*Problem*
Output the full listing below, keeping each line exact.
╭──
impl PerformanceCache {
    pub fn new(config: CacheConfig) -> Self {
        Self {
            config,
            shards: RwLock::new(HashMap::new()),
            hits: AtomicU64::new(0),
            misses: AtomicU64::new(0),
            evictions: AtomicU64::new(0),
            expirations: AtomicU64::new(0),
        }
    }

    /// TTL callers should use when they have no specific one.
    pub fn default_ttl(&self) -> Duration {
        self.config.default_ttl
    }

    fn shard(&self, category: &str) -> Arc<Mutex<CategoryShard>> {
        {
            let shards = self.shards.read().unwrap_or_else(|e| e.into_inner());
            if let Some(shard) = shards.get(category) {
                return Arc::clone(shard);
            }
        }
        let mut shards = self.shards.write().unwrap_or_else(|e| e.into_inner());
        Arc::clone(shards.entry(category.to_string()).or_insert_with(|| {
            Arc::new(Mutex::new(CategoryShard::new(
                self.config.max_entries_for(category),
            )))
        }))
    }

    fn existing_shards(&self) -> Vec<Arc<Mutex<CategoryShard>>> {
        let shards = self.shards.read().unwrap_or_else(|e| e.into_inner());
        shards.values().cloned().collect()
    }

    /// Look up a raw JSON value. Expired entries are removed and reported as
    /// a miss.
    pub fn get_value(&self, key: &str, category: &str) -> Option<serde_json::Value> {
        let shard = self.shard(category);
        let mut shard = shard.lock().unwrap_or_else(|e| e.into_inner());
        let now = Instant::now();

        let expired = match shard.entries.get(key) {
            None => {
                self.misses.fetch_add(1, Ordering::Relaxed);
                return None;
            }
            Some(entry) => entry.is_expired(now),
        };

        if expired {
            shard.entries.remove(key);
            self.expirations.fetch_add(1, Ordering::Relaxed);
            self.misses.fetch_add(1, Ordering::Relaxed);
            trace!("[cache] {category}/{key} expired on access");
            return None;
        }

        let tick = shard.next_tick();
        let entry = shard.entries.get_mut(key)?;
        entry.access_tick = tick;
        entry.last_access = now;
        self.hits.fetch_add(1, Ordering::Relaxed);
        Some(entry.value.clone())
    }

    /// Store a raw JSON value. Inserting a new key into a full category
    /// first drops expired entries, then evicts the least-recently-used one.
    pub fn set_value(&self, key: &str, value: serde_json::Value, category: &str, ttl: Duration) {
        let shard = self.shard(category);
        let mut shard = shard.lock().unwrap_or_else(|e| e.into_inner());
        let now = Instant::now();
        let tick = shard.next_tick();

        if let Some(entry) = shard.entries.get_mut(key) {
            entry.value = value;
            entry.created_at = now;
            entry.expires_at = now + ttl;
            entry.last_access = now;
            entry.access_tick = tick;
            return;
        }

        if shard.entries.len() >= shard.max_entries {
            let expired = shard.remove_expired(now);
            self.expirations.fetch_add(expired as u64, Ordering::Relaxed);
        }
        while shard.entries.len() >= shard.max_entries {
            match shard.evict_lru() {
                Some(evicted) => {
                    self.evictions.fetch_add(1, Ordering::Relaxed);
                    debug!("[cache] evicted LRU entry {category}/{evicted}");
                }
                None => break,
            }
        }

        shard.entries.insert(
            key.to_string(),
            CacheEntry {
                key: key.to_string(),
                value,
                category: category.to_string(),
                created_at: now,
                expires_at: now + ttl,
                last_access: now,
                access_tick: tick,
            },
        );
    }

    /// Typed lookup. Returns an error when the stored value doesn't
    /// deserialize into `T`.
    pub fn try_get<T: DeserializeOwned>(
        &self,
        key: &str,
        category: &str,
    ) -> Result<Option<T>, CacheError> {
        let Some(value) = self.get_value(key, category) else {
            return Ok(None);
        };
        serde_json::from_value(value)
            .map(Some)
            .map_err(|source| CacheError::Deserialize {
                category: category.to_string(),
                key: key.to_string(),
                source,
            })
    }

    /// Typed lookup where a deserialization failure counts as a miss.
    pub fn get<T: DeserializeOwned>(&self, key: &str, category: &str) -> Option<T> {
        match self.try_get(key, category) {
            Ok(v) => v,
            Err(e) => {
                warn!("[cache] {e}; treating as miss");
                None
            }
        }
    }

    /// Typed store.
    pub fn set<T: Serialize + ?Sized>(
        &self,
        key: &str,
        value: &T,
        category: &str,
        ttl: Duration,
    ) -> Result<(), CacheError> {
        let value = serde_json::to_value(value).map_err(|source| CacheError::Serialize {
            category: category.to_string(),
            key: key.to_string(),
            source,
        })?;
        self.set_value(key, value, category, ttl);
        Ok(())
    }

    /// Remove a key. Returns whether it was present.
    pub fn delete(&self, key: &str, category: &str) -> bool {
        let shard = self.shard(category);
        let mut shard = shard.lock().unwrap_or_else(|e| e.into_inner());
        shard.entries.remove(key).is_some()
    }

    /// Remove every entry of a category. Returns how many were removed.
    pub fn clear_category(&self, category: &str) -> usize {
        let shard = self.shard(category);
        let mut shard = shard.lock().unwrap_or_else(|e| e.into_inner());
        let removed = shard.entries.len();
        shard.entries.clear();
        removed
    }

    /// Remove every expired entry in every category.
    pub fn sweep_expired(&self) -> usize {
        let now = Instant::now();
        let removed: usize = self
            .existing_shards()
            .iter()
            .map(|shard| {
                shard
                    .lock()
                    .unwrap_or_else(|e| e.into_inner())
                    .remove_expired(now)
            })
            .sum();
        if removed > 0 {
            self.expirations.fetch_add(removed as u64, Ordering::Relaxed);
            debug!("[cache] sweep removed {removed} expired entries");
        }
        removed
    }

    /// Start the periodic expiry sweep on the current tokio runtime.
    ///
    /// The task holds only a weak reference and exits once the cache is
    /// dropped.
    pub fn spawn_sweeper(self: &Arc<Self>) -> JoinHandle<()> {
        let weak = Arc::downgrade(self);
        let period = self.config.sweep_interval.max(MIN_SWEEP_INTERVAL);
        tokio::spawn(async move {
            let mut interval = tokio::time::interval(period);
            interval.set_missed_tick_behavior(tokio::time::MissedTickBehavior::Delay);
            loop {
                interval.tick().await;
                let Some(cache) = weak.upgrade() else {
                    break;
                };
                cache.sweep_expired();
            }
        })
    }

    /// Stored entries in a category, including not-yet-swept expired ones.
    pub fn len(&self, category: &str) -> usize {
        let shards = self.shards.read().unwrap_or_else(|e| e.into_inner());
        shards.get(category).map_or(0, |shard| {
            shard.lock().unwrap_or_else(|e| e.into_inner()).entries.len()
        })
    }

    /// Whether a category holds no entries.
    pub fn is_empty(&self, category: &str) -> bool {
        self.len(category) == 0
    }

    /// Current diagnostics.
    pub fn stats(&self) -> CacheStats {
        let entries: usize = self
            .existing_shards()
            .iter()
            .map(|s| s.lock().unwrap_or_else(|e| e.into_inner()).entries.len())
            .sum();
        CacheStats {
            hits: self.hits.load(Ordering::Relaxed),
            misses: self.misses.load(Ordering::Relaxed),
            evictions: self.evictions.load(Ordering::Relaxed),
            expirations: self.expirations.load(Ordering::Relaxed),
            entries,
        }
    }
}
╰──
*Answer to this problem*
impl PerformanceCache {
    pub fn new(config: CacheConfig) -> Self {
        Self {
            config,
            shards: RwLock::new(HashMap::new()),
            hits: AtomicU64::new(0),
            misses: AtomicU64::new(0),
            evictions: AtomicU64::new(0),
            expirations: AtomicU64::new(0),
        }
    }

    /// TTL callers should use when they have no specific one.
    pub fn default_ttl(&self) -> Duration {
        self.config.default_ttl
    }

    fn shard(&self, category: &str) -> Arc<Mutex<CategoryShard>> {
        {
            let shards = self.shards.read().unwrap_or_else(|e| e.into_inner());
            if let Some(shard) = shards.get(category) {
                return Arc::clone(shard);
            }
        }
        let mut shards = self.shards.write().unwrap_or_else(|e| e.into_inner());
        Arc::clone(shards.entry(category.to_string()).or_insert_with(|| {
            Arc::new(Mutex::new(CategoryShard::new(
                self.config.max_entries_for(category),
            )))
        }))
    }

    fn existing_shards(&self) -> Vec<Arc<Mutex<CategoryShard>>> {
        let shards = self.shards.read().unwrap_or_else(|e| e.into_inner());
        shards.values().cloned().collect()
    }

    /// Look up a raw JSON value. Expired entries are removed and reported as
    /// a miss.
    pub fn get_value(&self, key: &str, category: &str) -> Option<serde_json::Value> {
        let shard = self.shard(category);
        let mut shard = shard.lock().unwrap_or_else(|e| e.into_inner());
        let now = Instant::now();

        let expired = match shard.entries.get(key) {
            None => {
                self.misses.fetch_add(1, Ordering::Relaxed);
                return None;
            }
            Some(entry) => entry.is_expired(now),
        };

        if expired {
            shard.entries.remove(key);
            self.expirations.fetch_add(1, Ordering::Relaxed);
            self.misses.fetch_add(1, Ordering::Relaxed);
            trace!("[cache] {category}/{key} expired on access");
            return None;
        }

        let tick = shard.next_tick();
        let entry = shard.entries.get_mut(key)?;
        entry.access_tick = tick;
        entry.last_access = now;
        self.hits.fetch_add(1, Ordering::Relaxed);
        Some(entry.value.clone())
    }

    /// Store a raw JSON value. Inserting a new key into a full category
    /// first drops expired entries, then evicts the least-recently-used one.
    pub fn set_value(&self, key: &str, value: serde_json::Value, category: &str, ttl: Duration) {
        let shard = self.shard(category);
        let mut shard = shard.lock().unwrap_or_else(|e| e.into_inner());
        let now = Instant::now();
        let tick = shard.next_tick();

        if let Some(entry) = shard.entries.get_mut(key) {
            entry.value = value;
            entry.created_at = now;
            entry.expires_at = now + ttl;
            entry.last_access = now;
            entry.access_tick = tick;
            return;
        }

        if shard.entries.len() >= shard.max_entries {
            let expired = shard.remove_expired(now);
            self.expirations.fetch_add(expired as u64, Ordering::Relaxed);
        }
        while shard.entries.len() >= shard.max_entries {
            match shard.evict_lru() {
                Some(evicted) => {
                    self.evictions.fetch_add(1, Ordering::Relaxed);
                    debug!("[cache] evicted LRU entry {category}/{evicted}");
                }
                None => break,
            }
        }

        shard.entries.insert(
            key.to_string(),
            CacheEntry {
                key: key.to_string(),
                value,
                category: category.to_string(),
                created_at: now,
                expires_at: now + ttl,
                last_access: now,
                access_tick: tick,
            },
        );
    }

    /// Typed lookup. Returns an error when the stored value doesn't
    /// deserialize into `T`.
    pub fn try_get<T: DeserializeOwned>(
        &self,
        key: &str,
        category: &str,
    ) -> Result<Option<T>, CacheError> {
        let Some(value) = self.get_value(key, category) else {
            return Ok(None);
        };
        serde_json::from_value(value)
            .map(Some)
            .map_err(|source| CacheError::Deserialize {
                category: category.to_string(),
                key: key.to_string(),
                source,
            })
    }

    /// Typed lookup where a deserialization failure counts as a miss.
    pub fn get<T: DeserializeOwned>(&self, key: &str, category: &str) -> Option<T> {
        match self.try_get(key, category) {
            Ok(v) => v,
            Err(e) => {
                warn!("[cache] {e}; treating as miss");
                None
            }
        }
    }

    /// Typed store.
    pub fn set<T: Serialize + ?Sized>(
        &self,
        key: &str,
        value: &T,
        category: &str,
        ttl: Duration,
    ) -> Result<(), CacheError> {
        let value = serde_json::to_value(value).map_err(|source| CacheError::Serialize {
            category: category.to_string(),
            key: key.to_string(),
            source,
        })?;
        self.set_value(key, value, category, ttl);
        Ok(())
    }

    /// Remove a key. Returns whether it was present.
    pub fn delete(&self, key: &str, category: &str) -> bool {
        let shard = self.shard(category);
        let mut shard = shard.lock().unwrap_or_else(|e| e.into_inner());
        shard.entries.remove(key).is_some()
    }

    /// Remove every entry of a category. Returns how many were removed.
    pub fn clear_category(&self, category: &str) -> usize {
        let shard = self.shard(category);
        let mut shard = shard.lock().unwrap_or_else(|e| e.into_inner());
        let removed = shard.entries.len();
        shard.entries.clear();
        removed
    }

    /// Remove every expired entry in every category.
    pub fn sweep_expired(&self) -> usize {
        let now = Instant::now();
        let removed: usize = self
            .existing_shards()
            .iter()
            .map(|shard| {
                shard
                    .lock()
                    .unwrap_or_else(|e| e.into_inner())
                    .remove_expired(now)
            })
            .sum();
        if removed > 0 {
            self.expirations.fetch_add(removed as u64, Ordering::Relaxed);
            debug!("[cache] sweep removed {removed} expired entries");
        }
        removed
    }

    /// Start the periodic expiry sweep on the current tokio runtime.
    ///
    /// The task holds only a weak reference and exits once the cache is
    /// dropped.
    pub fn spawn_sweeper(self: &Arc<Self>) -> JoinHandle<()> {
        let weak = Arc::downgrade(self);
        let period = self.config.sweep_interval.max(MIN_SWEEP_INTERVAL);
        tokio::spawn(async move {
            let mut interval = tokio::time::interval(period);
            interval.set_missed_tick_behavior(tokio::time::MissedTickBehavior::Delay);
            loop {
                interval.tick().await;
                let Some(cache) = weak.upgrade() else {
                    break;
                };
                cache.sweep_expired();
            }
        })
    }

    /// Stored entries in a category, including not-yet-swept expired ones.
    pub fn len(&self, category: &str) -> usize {
        let shards = self.shards.read().unwrap_or_else(|e| e.into_inner());
        shards.get(category).map_or(0, |shard| {
            shard.lock().unwrap_or_else(|e| e.into_inner()).entries.len()
        })
    }

    /// Whether a category holds no entries.
    pub fn is_empty(&self, category: &str) -> bool {
        self.len(category) == 0
    }

    /// Current diagnostics.
    pub fn stats(&self) -> CacheStats {
        let entries: usize = self
            .existing_shards()
            .iter()
            .map(|s| s.lock().unwrap_or_else(|e| e.into_inner()).entries.len())
            .sum();
        CacheStats {
            hits: self.hits.load(Ordering::Relaxed),
            misses: self.misses.load(Ordering::Relaxed),
            evictions: self.evictions.load(Ordering::Relaxed),
            expirations: self.expirations.load(Ordering::Relaxed),
            entries,
        }
    }
}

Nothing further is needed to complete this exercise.